## PROMPT
Every line of the records below from the line with "repository 8d5d4fa3d4d005c0" up to and including the line with "pub fn batch_file_name(seq: u32)" must be reproduced exactly, and no line outside that range.

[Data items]
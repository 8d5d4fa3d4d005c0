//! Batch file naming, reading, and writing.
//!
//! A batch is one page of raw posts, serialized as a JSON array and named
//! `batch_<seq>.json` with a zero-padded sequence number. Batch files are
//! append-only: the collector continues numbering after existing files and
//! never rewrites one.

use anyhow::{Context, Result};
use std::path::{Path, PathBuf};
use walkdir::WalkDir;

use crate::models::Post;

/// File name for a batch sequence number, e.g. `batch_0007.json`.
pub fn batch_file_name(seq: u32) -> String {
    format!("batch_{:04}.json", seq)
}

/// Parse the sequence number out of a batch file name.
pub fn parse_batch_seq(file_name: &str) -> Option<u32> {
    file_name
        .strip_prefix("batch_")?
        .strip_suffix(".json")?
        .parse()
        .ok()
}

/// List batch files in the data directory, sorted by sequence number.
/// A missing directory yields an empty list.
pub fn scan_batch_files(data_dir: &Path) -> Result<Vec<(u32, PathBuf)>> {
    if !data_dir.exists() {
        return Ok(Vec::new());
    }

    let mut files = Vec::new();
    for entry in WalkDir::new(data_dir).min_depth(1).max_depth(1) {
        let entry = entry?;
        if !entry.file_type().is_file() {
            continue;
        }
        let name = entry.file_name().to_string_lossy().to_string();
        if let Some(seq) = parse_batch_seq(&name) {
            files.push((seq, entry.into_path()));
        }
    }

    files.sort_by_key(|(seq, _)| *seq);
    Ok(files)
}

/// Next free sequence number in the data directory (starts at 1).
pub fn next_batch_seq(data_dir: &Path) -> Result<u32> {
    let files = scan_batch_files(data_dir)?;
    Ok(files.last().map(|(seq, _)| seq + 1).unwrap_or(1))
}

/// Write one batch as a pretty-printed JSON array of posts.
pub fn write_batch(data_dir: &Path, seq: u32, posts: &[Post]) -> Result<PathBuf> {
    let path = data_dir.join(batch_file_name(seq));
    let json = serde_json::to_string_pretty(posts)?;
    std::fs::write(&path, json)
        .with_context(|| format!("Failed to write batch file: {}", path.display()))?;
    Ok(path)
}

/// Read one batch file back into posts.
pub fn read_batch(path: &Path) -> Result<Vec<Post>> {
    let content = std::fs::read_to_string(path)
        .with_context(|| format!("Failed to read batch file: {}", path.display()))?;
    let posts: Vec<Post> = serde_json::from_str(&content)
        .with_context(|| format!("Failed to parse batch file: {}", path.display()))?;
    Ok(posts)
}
==
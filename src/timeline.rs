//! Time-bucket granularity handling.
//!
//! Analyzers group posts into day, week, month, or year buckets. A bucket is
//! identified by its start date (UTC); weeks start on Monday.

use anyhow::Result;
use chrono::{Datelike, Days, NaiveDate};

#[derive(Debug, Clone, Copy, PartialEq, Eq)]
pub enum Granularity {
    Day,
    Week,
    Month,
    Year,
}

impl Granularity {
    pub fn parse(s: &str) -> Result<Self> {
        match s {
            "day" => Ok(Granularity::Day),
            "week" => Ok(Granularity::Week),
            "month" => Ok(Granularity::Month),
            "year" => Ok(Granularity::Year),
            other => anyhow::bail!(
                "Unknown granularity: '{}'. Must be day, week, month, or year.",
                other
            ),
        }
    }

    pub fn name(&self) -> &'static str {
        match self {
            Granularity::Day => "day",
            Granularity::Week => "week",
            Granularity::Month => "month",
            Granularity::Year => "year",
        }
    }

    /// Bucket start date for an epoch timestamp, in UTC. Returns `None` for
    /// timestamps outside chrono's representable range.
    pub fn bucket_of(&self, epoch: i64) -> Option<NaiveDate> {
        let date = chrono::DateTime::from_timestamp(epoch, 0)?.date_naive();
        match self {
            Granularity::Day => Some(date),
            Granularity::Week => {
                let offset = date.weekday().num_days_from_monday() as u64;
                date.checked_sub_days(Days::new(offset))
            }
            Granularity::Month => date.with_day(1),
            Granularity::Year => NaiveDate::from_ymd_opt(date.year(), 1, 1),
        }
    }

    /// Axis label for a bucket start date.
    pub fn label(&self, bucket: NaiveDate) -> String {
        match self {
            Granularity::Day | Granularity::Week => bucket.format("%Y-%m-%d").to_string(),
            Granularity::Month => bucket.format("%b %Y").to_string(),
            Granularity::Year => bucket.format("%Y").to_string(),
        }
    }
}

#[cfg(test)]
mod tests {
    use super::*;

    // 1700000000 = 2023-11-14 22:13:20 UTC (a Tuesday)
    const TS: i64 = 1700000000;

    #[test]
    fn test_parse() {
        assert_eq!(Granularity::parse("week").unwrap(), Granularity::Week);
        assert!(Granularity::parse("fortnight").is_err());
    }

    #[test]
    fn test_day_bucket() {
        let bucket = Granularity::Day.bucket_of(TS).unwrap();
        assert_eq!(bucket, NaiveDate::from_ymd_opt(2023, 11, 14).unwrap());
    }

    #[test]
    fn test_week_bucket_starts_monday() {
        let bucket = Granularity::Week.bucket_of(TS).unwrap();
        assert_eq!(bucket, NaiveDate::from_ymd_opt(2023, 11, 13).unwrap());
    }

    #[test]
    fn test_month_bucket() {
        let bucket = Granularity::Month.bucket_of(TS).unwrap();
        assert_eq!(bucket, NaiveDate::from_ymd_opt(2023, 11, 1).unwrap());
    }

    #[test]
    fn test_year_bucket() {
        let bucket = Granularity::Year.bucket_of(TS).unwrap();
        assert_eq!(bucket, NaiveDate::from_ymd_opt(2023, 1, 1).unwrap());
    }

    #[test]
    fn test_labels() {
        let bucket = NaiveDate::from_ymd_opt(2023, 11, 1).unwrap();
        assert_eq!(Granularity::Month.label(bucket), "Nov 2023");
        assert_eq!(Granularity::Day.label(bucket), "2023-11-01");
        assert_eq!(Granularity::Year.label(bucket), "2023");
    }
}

## RESULT OF THE EXERCISE
repository 8d5d4fa3d4d005c0
//! Batch file naming, reading, and writing.
//!
//! A batch is one page of raw posts, serialized as a JSON array and named
//! `batch_<seq>.json` with a zero-padded sequence number. Batch files are
//! append-only: the collector continues numbering after existing files and
//! never rewrites one.

use anyhow::{Context, Result};
use std::path::{Path, PathBuf};
use walkdir::WalkDir;

use crate::models::Post;

/// File name for a batch sequence number, e.g. `batch_0007.json`.
pub fn batch_file_name(seq: u32) -> String {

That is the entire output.